DATA FOR THIS EXERCISE →

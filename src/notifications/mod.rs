pub mod traffic;

pub use traffic::{TopicMessage, TopicSubscription, TrafficNotifier, TrafficUpdate};
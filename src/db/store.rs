//! The local store: the only writer of persisted rows.
//!
//! Local mutations run in their own transaction; once it commits, the configured
//! [`CommitHook`] is consulted synchronously and any task it returns is queued.

use std::sync::Arc;

use chrono::{DateTime, Utc};
use sea_orm::{DatabaseConnection, TransactionTrait};
use tracing::{debug, instrument};

use crate::db::entities::{payment, plan, plan_assignment, user};
use crate::db::hooks::{CommitEvent, CommitHook, EntityKind, PushTask};
use crate::db::services::assignment_service;
use crate::db::services::payment_service;
use crate::db::services::plan_service::{self, NewPlan, PlanChanges};
use crate::db::services::user_service::{self, NewUser, UserChanges};
use crate::sync::error::SyncError;
use crate::sync::queue::PushQueue;

#[derive(Clone)]
pub struct EntityStore {
    db: DatabaseConnection,
    hook: Arc<dyn CommitHook>,
    queue: PushQueue,
}

impl EntityStore {
    pub fn new(db: DatabaseConnection, hook: Arc<dyn CommitHook>, queue: PushQueue) -> Self {
        Self { db, hook, queue }
    }

    pub fn db(&self) -> &DatabaseConnection {
        &self.db
    }

    /// Runs the commit hook for a committed row and queues the resulting task.
    /// Returns whether a task was queued.
    pub fn notify(&self, event: CommitEvent) -> bool {
        match self.hook.on_commit(&event) {
            Some(task) => self.queue.enqueue(task),
            None => {
                debug!(kind = %event.kind, id = event.local_id, "Commit produced no push task.");
                false
            }
        }
    }

    /// Queues a task directly, bypassing the hook.
    pub fn enqueue(&self, task: PushTask) -> bool {
        self.queue.enqueue(task)
    }

    // --- Lookups ---

    pub async fn find_user(&self, id: i32) -> Result<Option<user::Model>, SyncError> {
        Ok(user_service::find_by_id(&self.db, id).await?)
    }

    pub async fn find_plan(&self, id: i32) -> Result<Option<plan::Model>, SyncError> {
        Ok(plan_service::find_by_id(&self.db, id).await?)
    }

    pub async fn find_assignment(&self, id: i32) -> Result<Option<plan_assignment::Model>, SyncError> {
        Ok(assignment_service::find_by_id(&self.db, id).await?)
    }

    pub async fn find_payment(&self, id: i32) -> Result<Option<payment::Model>, SyncError> {
        Ok(payment_service::find_by_id(&self.db, id).await?)
    }

    // --- Local mutations ---

    #[instrument(skip(self, new_user), fields(username = %new_user.username))]
    pub async fn create_user(&self, new_user: NewUser) -> Result<user::Model, SyncError> {
        let txn = self.db.begin().await?;
        let model = user_service::insert_local(&txn, new_user).await?;
        txn.commit().await?;
        self.notify(CommitEvent::local(EntityKind::User, model.id, model.external_id.clone()));
        Ok(model)
    }

    #[instrument(skip(self, changes))]
    pub async fn update_user(&self, id: i32, changes: UserChanges) -> Result<user::Model, SyncError> {
        let txn = self.db.begin().await?;
        let model = user_service::update_local(&txn, id, changes)
            .await?
            .ok_or(SyncError::NotFound {
                kind: EntityKind::User,
                id,
            })?;
        txn.commit().await?;
        self.notify(CommitEvent::local(EntityKind::User, model.id, model.external_id.clone()));
        Ok(model)
    }

    #[instrument(skip(self, new_plan), fields(plan = %new_plan.name))]
    pub async fn create_plan(&self, new_plan: NewPlan) -> Result<plan::Model, SyncError> {
        let txn = self.db.begin().await?;
        let model = plan_service::insert_local(&txn, new_plan).await?;
        txn.commit().await?;
        self.notify(CommitEvent::local(EntityKind::Plan, model.id, model.external_id.clone()));
        Ok(model)
    }

    #[instrument(skip(self, changes))]
    pub async fn update_plan(&self, id: i32, changes: PlanChanges) -> Result<plan::Model, SyncError> {
        let txn = self.db.begin().await?;
        let model = plan_service::update_local(&txn, id, changes)
            .await?
            .ok_or(SyncError::NotFound {
                kind: EntityKind::Plan,
                id,
            })?;
        txn.commit().await?;
        self.notify(CommitEvent::local(EntityKind::Plan, model.id, model.external_id.clone()));
        Ok(model)
    }

    #[instrument(skip(self))]
    pub async fn create_assignment(
        &self,
        user_id: i32,
        plan_id: i32,
        state: Option<String>,
        end_time: Option<DateTime<Utc>>,
    ) -> Result<plan_assignment::Model, SyncError> {
        let txn = self.db.begin().await?;
        if user_service::find_by_id(&txn, user_id).await?.is_none() {
            return Err(SyncError::Reference(format!("user #{user_id} does not exist")));
        }
        if plan_service::find_by_id(&txn, plan_id).await?.is_none() {
            return Err(SyncError::Reference(format!("plan #{plan_id} does not exist")));
        }
        let model = assignment_service::insert_local(&txn, user_id, plan_id, state, end_time).await?;
        txn.commit().await?;
        self.notify(CommitEvent::local(
            EntityKind::PlanAssignment,
            model.id,
            model.external_id.clone(),
        ));
        Ok(model)
    }

    #[instrument(skip(self))]
    pub async fn update_assignment(
        &self,
        id: i32,
        state: Option<String>,
        end_time: Option<DateTime<Utc>>,
    ) -> Result<plan_assignment::Model, SyncError> {
        let txn = self.db.begin().await?;
        let model = assignment_service::update_local(&txn, id, state, end_time)
            .await?
            .ok_or(SyncError::NotFound {
                kind: EntityKind::PlanAssignment,
                id,
            })?;
        txn.commit().await?;
        self.notify(CommitEvent::local(
            EntityKind::PlanAssignment,
            model.id,
            model.external_id.clone(),
        ));
        Ok(model)
    }
}

#[cfg(test)]
mod tests {
    use super::*;
    use crate::db::hooks::{ChangeOrigin, NoopHook, PushOp};
    use crate::db::test_support::create_test_db;
    use rust_decimal::Decimal;
    use std::sync::Mutex;

    /// Records every event and asks for a create on each.
    #[derive(Default)]
    struct RecordingHook {
        events: Mutex<Vec<CommitEvent>>,
    }

    impl CommitHook for RecordingHook {
        fn on_commit(&self, event: &CommitEvent) -> Option<PushTask> {
            self.events.lock().unwrap().push(event.clone());
            Some(PushTask::create(event.kind, event.local_id))
        }
    }

    #[tokio::test]
    async fn test_local_mutation_fires_hook_after_commit() {
        let (db, _dir) = create_test_db().await;
        let hook = Arc::new(RecordingHook::default());
        let (queue, mut rx) = PushQueue::new();
        let store = EntityStore::new(db, hook.clone(), queue);

        let plan = store
            .create_plan(NewPlan::new("daily", Decimal::new(500, 2), "1d"))
            .await
            .unwrap();

        let events = hook.events.lock().unwrap().clone();
        assert_eq!(events.len(), 1);
        assert_eq!(events[0].kind, EntityKind::Plan);
        assert_eq!(events[0].local_id, plan.id);
        assert_eq!(events[0].origin, ChangeOrigin::Local);

        let task = rx.try_recv().unwrap();
        assert_eq!(task.op, PushOp::Create);
        assert!(rx.try_recv().is_err());
    }

    #[tokio::test]
    async fn test_update_missing_row_is_not_found() {
        let (db, _dir) = create_test_db().await;
        let (queue, _rx) = PushQueue::new();
        let store = EntityStore::new(db, Arc::new(NoopHook), queue);

        let err = store.update_user(42, UserChanges::default()).await.unwrap_err();
        assert!(matches!(err, SyncError::NotFound { kind: EntityKind::User, id: 42 }));
    }

    #[tokio::test]
    async fn test_assignment_requires_existing_user_and_plan() {
        let (db, _dir) = create_test_db().await;
        let (queue, mut rx) = PushQueue::new();
        let store = EntityStore::new(db, Arc::new(RecordingHook::default()), queue);

        let err = store.create_assignment(1, 1, None, None).await.unwrap_err();
        assert!(matches!(err, SyncError::Reference(_)));
        assert!(rx.try_recv().is_err(), "failed writes queue nothing");
    }
}
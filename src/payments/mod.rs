pub mod confirmation;
pub mod gateway;

pub use confirmation::{ConfirmedPayment, PaymentConfirmation, confirm_payment};
pub use gateway::{GatewayError, PaystackClient, VerifiedTransaction};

TASK DIRECTIONS → In the listing above, locate the line containing "let store = EntityStore::new(db, hook.clone(), queue);" and the line containing "assert_eq!(task.op, PushOp::Create);". Extract those two lines and every line between them, exactly as written, and only those.

OUTPUT FOR THIS EXERCISE →
        let store = EntityStore::new(db, hook.clone(), queue);

        let plan = store
            .create_plan(NewPlan::new("daily", Decimal::new(500, 2), "1d"))
            .await
            .unwrap();

        let events = hook.events.lock().unwrap().clone();
        assert_eq!(events.len(), 1);
        assert_eq!(events[0].kind, EntityKind::Plan);
        assert_eq!(events[0].local_id, plan.id);
        assert_eq!(events[0].origin, ChangeOrigin::Local);

        let task = rx.try_recv().unwrap();
        assert_eq!(task.op, PushOp::Create);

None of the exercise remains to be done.